About the redundant tests, That shifting method is insane :) I used a collision ID counter, that I increment for every object I test, and I store it into the objects I test against it. Then I avoid duplication of tests. no big deal really. You just have to remember to reset the counters and stored ID once in a while (using ints, reset it when one counter reaches 0xFFFFFFFF, which would be, ... every 10 or so days?!).

In the case of doing Collide(ObjectA, ObjectB), another thing is to make sure that ObjectB's physical address is greater than ObjectA's address. That way, you also perform the test only once per pair (you do A vs. B, and not B vs. A).

I wasn't too satisfied with it though, since it's not exactly efficient, as you do a proximity query stab for each objects, which also seems not very efficient.

So I used a gridmap like that for static objects, which aren't tested against anything, and used a sweep and prune algo for all mobile objects.
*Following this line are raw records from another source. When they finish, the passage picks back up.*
use axum::response::{IntoResponse, Response};
use tracing::warn;

use crate::checkout::gateway::GatewayError;
use crate::coupons::CouponError;
use crate::db::StoreError;
use crate::error::ApiError;

/// Error types for checkout operations
#[derive(Debug, thiserror::Error)]
pub enum CheckoutError {
    #[error("Cart is empty")]
    CartEmpty,

    #[error("Hosted checkout must be started through /api/checkout/session")]
    HostedCheckoutRequiresSession,

    #[error("Product {0} is no longer available")]
    ProductUnavailable(uuid::Uuid),

    #[error("An order already exists for this payment")]
    DuplicateOrder,

    #[error("Missing webhook signature")]
    MissingSignature,

    #[error("Invalid webhook signature")]
    InvalidSignature,

    #[error("session_id is required")]
    MissingSessionId,

    #[error("Checkout session not found: {0}")]
    SessionNotFound(String),

    #[error("Amount cannot be charged: {0}")]
    InvalidAmount(String),

    #[error("Could not record payment event: {0}")]
    EventLog(StoreError),

    #[error(transparent)]
    Coupon(#[from] CouponError),

    #[error(transparent)]
    Gateway(GatewayError),

    #[error("Validation failed: {0}")]
    Validation(#[from] validator::ValidationErrors),

    #[error(transparent)]
    Store(#[from] StoreError),
}

impl From<GatewayError> for CheckoutError {
    fn from(err: GatewayError) -> Self {
        match err {
            GatewayError::InvalidSignature(reason) => {
                warn!("Rejected webhook: {}", reason);
                CheckoutError::InvalidSignature
            }
            GatewayError::SessionNotFound(id) => CheckoutError::SessionNotFound(id),
            other => CheckoutError::Gateway(other),
        }
    }
}

impl From<CheckoutError> for ApiError {
    fn from(err: CheckoutError) -> Self {
        match err {
            err @ (CheckoutError::CartEmpty
            | CheckoutError::HostedCheckoutRequiresSession
            | CheckoutError::MissingSignature
            | CheckoutError::InvalidSignature
            | CheckoutError::MissingSessionId
            | CheckoutError::InvalidAmount(_)
            | CheckoutError::ProductUnavailable(_)) => ApiError::BadRequest(err.to_string()),
            err @ CheckoutError::DuplicateOrder => ApiError::Conflict {
                message: err.to_string(),
            },
            CheckoutError::SessionNotFound(id) => ApiError::not_found("Checkout session", id),
            CheckoutError::EventLog(err) => ApiError::DatabaseError(err.to_string()),
            CheckoutError::Coupon(err) => err.into(),
            CheckoutError::Gateway(err) => ApiError::GatewayError(err.to_string()),
            CheckoutError::Validation(errors) => ApiError::ValidationError(errors),
            CheckoutError::Store(err) => err.into(),
        }
    }
}

impl IntoResponse for CheckoutError {
    fn into_response(self) -> Response {
        ApiError::from(self).into_response()
    }
}
// HTTP handlers for catalog endpoints

use axum::{
    extract::{Path, Query, State},
    http::StatusCode,
    Json,
};

use crate::auth::AdminUser;
use crate::catalog::query::{ProductQuery, ProductQueryParams};
use crate::catalog::{
    CatalogError, Category, CreateProductRequest, DiscountedProducts, ProductFacets, ProductPage,
    ProductResponse, SweepReport, UpdateProductRequest,
};
use crate::error::ErrorResponse;
use crate::AppState;

/// Handler for GET /api/products
#[utoipa::path(
    get,
    path = "/api/products",
    params(ProductQueryParams),
    responses(
        (status = 200, description = "One page of matching products", body = ProductPage),
        (status = 400, description = "Invalid filter, sort or page", body = ErrorResponse)
    ),
    tag = "catalog"
)]
pub async fn list_products_handler(
    State(state): State<AppState>,
    Query(params): Query<ProductQueryParams>,
) -> Result<Json<ProductPage>, CatalogError> {
    let query = ProductQuery::from_params(params)?;
    let page = state.catalog.list(query).await?;
    Ok(Json(page))
}

/// Handler for GET /api/products/:slug
#[utoipa::path(
    get,
    path = "/api/products/{slug}",
    params(("slug" = String, Path, description = "Product slug")),
    responses(
        (status = 200, description = "Product found", body = ProductResponse),
        (status = 404, description = "Product not found", body = ErrorResponse)
    ),
    tag = "catalog"
)]
pub async fn get_product_handler(
    State(state): State<AppState>,
    Path(slug): Path<String>,
) -> Result<Json<ProductResponse>, CatalogError> {
    let product = state.catalog.get_by_slug(&slug).await?;
    Ok(Json(product.into()))
}

/// Handler for GET /api/products/new
#[utoipa::path(
    get,
    path = "/api/products/new",
    responses((status = 200, description = "Products flagged new, newest first", body = [ProductResponse])),
    tag = "catalog"
)]
pub async fn new_products_handler(
    State(state): State<AppState>,
) -> Result<Json<Vec<ProductResponse>>, CatalogError> {
    let products = state.catalog.new_products().await?;
    Ok(Json(products.into_iter().map(Into::into).collect()))
}

/// Handler for GET /api/products/discounted
#[utoipa::path(
    get,
    path = "/api/products/discounted",
    responses((status = 200, description = "Products on sale with window progress", body = DiscountedProducts)),
    tag = "catalog"
)]
pub async fn discounted_products_handler(
    State(state): State<AppState>,
) -> Result<Json<DiscountedProducts>, CatalogError> {
    Ok(Json(state.catalog.discounted_products().await?))
}

/// Handler for GET /api/products/best-selling
#[utoipa::path(
    get,
    path = "/api/products/best-selling",
    responses((status = 200, description = "Top rated products", body = [ProductResponse])),
    tag = "catalog"
)]
pub async fn best_selling_handler(
    State(state): State<AppState>,
) -> Result<Json<Vec<ProductResponse>>, CatalogError> {
    let products = state.catalog.best_selling().await?;
    Ok(Json(products.into_iter().map(Into::into).collect()))
}

/// Handler for GET /api/products/filters
#[utoipa::path(
    get,
    path = "/api/products/filters",
    responses((status = 200, description = "Values available to filter on", body = ProductFacets)),
    tag = "catalog"
)]
pub async fn facets_handler(State(state): State<AppState>) -> Result<Json<ProductFacets>, CatalogError> {
    Ok(Json(state.catalog.facets().await?))
}

/// Handler for POST /api/products (admin)
#[utoipa::path(
    post,
    path = "/api/products",
    request_body = CreateProductRequest,
    responses(
        (status = 201, description = "Product created", body = ProductResponse),
        (status = 400, description = "Invalid input, unknown category or name without a slug", body = ErrorResponse),
        (status = 401, description = "Missing or invalid credential", body = ErrorResponse),
        (status = 403, description = "Caller is not an admin", body = ErrorResponse),
        (status = 409, description = "Name already taken", body = ErrorResponse)
    ),
    security(("bearer_auth" = [])),
    tag = "catalog"
)]
pub async fn create_product_handler(
    State(state): State<AppState>,
    _admin: AdminUser,
    Json(request): Json<CreateProductRequest>,
) -> Result<(StatusCode, Json<ProductResponse>), CatalogError> {
    let product = state.catalog.create_product(request).await?;
    Ok((StatusCode::CREATED, Json(product.into())))
}

/// Handler for PUT /api/products/:slug (admin)
#[utoipa::path(
    put,
    path = "/api/products/{slug}",
    params(("slug" = String, Path, description = "Product slug")),
    request_body = UpdateProductRequest,
    responses(
        (status = 200, description = "Product updated; slug unchanged", body = ProductResponse),
        (status = 400, description = "Invalid input", body = ErrorResponse),
        (status = 401, description = "Missing or invalid credential", body = ErrorResponse),
        (status = 403, description = "Caller is not an admin", body = ErrorResponse),
        (status = 404, description = "Product not found", body = ErrorResponse)
    ),
    security(("bearer_auth" = [])),
    tag = "catalog"
)]
pub async fn update_product_handler(
    State(state): State<AppState>,
    _admin: AdminUser,
    Path(slug): Path<String>,
    Json(request): Json<UpdateProductRequest>,
) -> Result<Json<ProductResponse>, CatalogError> {
    let product = state.catalog.update_product(&slug, request).await?;
    Ok(Json(product.into()))
}

/// Handler for DELETE /api/products/:slug (admin)
#[utoipa::path(
    delete,
    path = "/api/products/{slug}",
    params(("slug" = String, Path, description = "Product slug")),
    responses(
        (status = 204, description = "Product soft-deleted"),
        (status = 401, description = "Missing or invalid credential", body = ErrorResponse),
        (status = 403, description = "Caller is not an admin", body = ErrorResponse),
        (status = 404, description = "Product not found", body = ErrorResponse)
    ),
    security(("bearer_auth" = [])),
    tag = "catalog"
)]
pub async fn delete_product_handler(
    State(state): State<AppState>,
    _admin: AdminUser,
    Path(slug): Path<String>,
) -> Result<StatusCode, CatalogError> {
    state.catalog.soft_delete(&slug).await?;
    Ok(StatusCode::NO_CONTENT)
}

/// Handler for POST /api/products/sweep (admin)
#[utoipa::path(
    post,
    path = "/api/products/sweep",
    responses(
        (status = 200, description = "Derived discount and novelty fields refreshed", body = SweepReport),
        (status = 401, description = "Missing or invalid credential", body = ErrorResponse),
        (status = 403, description = "Caller is not an admin", body = ErrorResponse)
    ),
    security(("bearer_auth" = [])),
    tag = "catalog"
)]
pub async fn sweep_handler(
    State(state): State<AppState>,
    _admin: AdminUser,
) -> Result<Json<SweepReport>, CatalogError> {
    Ok(Json(state.catalog.sweep().await?))
}

/// Handler for GET /api/categories
#[utoipa::path(
    get,
    path = "/api/categories",
    responses((status = 200, description = "Active categories by name", body = [Category])),
    tag = "catalog"
)]
pub async fn list_categories_handler(
    State(state): State<AppState>,
) -> Result<Json<Vec<Category>>, CatalogError> {
    Ok(Json(state.catalog.categories().await?))
}
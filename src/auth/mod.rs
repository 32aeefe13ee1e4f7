// Identity module
// Verifies bearer credentials issued elsewhere and exposes the caller's id and role

pub mod error;
pub mod middleware;
pub mod models;
pub mod token;

pub use error::AuthError;
pub use middleware::{AdminUser, AuthenticatedUser};
pub use models::{Identity, Role};
pub use token::{Claims, IdentityVerifier, JwtVerifier};
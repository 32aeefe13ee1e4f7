//! Webhook signatures in the `t=<unix>,v1=<hex>` header format.
//!
//! The signed payload is `"{t}.{raw body}"`, MACed with HMAC-SHA256 under the
//! shared webhook secret. Verification works on the exact bytes received;
//! a re-serialized body would not reproduce the signature.

use hmac::{Hmac, Mac};
use sha2::Sha256;
use std::time::Duration;

type HmacSha256 = Hmac<Sha256>;

/// Header the gateway puts the signature in
pub const SIGNATURE_HEADER: &str = "stripe-signature";

const SCHEME: &str = "v1";

#[derive(Debug, Clone, PartialEq, Eq, thiserror::Error)]
pub enum SignatureError {
    #[error("signature header is malformed")]
    Malformed,

    #[error("no signature matches the payload")]
    Mismatch,

    #[error("signature timestamp is outside the tolerance window")]
    Expired,
}

fn mac_for(secret: &str, timestamp: i64, payload: &[u8]) -> HmacSha256 {
    let mut mac =
        HmacSha256::new_from_slice(secret.as_bytes()).expect("HMAC can take key of any size");
    mac.update(timestamp.to_string().as_bytes());
    mac.update(b".");
    mac.update(payload);
    mac
}

/// Header value signing `payload` at `timestamp`
pub fn sign(payload: &[u8], secret: &str, timestamp: i64) -> String {
    let digest = mac_for(secret, timestamp, payload).finalize().into_bytes();
    format!("t={},{}={}", timestamp, SCHEME, hex::encode(digest))
}

/// Check `header` against `payload`
///
/// Any one matching `v1` entry is enough, so secrets can be rotated. The
/// comparison is constant-time.
pub fn verify(
    payload: &[u8],
    header: &str,
    secret: &str,
    tolerance: Duration,
    now: i64,
) -> Result<(), SignatureError> {
    let mut timestamp = None;
    let mut candidates = Vec::new();
    for part in header.split(',') {
        let Some((key, value)) = part.trim().split_once('=') else {
            continue;
        };
        match key {
            "t" => timestamp = value.parse::<i64>().ok(),
            SCHEME => candidates.push(value),
            _ => {}
        }
    }

    let timestamp = timestamp.ok_or(SignatureError::Malformed)?;
    if candidates.is_empty() {
        return Err(SignatureError::Malformed);
    }

    let matched = candidates.iter().any(|candidate| match hex::decode(candidate) {
        Ok(bytes) => mac_for(secret, timestamp, payload).verify_slice(&bytes).is_ok(),
        Err(_) => false,
    });
    if !matched {
        return Err(SignatureError::Mismatch);
    }

    let tolerance = i64::try_from(tolerance.as_secs()).unwrap_or(i64::MAX);
    if now.saturating_sub(timestamp).abs() > tolerance {
        return Err(SignatureError::Expired);
    }
    Ok(())
}
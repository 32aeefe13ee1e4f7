pub mod coordinator;
pub mod error;
pub mod gateway;
pub mod handlers;
pub mod models;
pub mod repository;
pub mod signature;
pub mod stripe;

pub use coordinator::*;
pub use error::*;
pub use gateway::{GatewayError, PaymentGateway};
pub use handlers::*;
pub use models::*;
pub use repository::*;
pub use stripe::{StripeConfig, StripeGateway};
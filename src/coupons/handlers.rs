// HTTP handlers for coupon endpoints

use axum::{
    extract::{Path, Query, State},
    Json,
};

use crate::coupons::{CouponError, CouponQuote, CouponValidation, QuoteParams};
use crate::error::ErrorResponse;
use crate::AppState;

/// Handler for GET /api/coupons/:code/validate
#[utoipa::path(
    get,
    path = "/api/coupons/{code}/validate",
    params(("code" = String, Path, description = "Coupon code (case-sensitive)")),
    responses(
        (status = 200, description = "Validity report; invalid codes are not an error", body = CouponValidation)
    ),
    tag = "coupons"
)]
pub async fn validate_coupon_handler(
    State(state): State<AppState>,
    Path(code): Path<String>,
) -> Result<Json<CouponValidation>, CouponError> {
    Ok(Json(state.coupons.validate(&code).await?))
}

/// Handler for GET /api/coupons/:code/quote?total=
#[utoipa::path(
    get,
    path = "/api/coupons/{code}/quote",
    params(("code" = String, Path, description = "Coupon code"), QuoteParams),
    responses(
        (status = 200, description = "Discount on the given total", body = CouponQuote),
        (status = 400, description = "Unusable coupon or invalid total", body = ErrorResponse)
    ),
    tag = "coupons"
)]
pub async fn quote_coupon_handler(
    State(state): State<AppState>,
    Path(code): Path<String>,
    Query(params): Query<QuoteParams>,
) -> Result<Json<CouponQuote>, CouponError> {
    let total = params.total.ok_or(CouponError::InvalidTotal)?;
    Ok(Json(state.coupons.quote(&code, total).await?))
}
Sweep-and-prune is performed as usual (mobile vs. mobile list trasversal), and mobiles are tested against the statics in the grid. Maybe I should not have bothered, but it was a good learning experience.

There is also another intriguing strategy that a friend of mine uses for his virtual city and autonomous agents PHD research. He is using a delaunay trianglulation. The whole City is mapped and trianglulated into a hierarchy of convex sectors, that's for the environment. It's used for navigation, path planning, traffic lights (set a portal as being 'blocking', 'forbidden', and other funky stuff like that). Much better than waypoints, since it's a lot more 'fuzzy'.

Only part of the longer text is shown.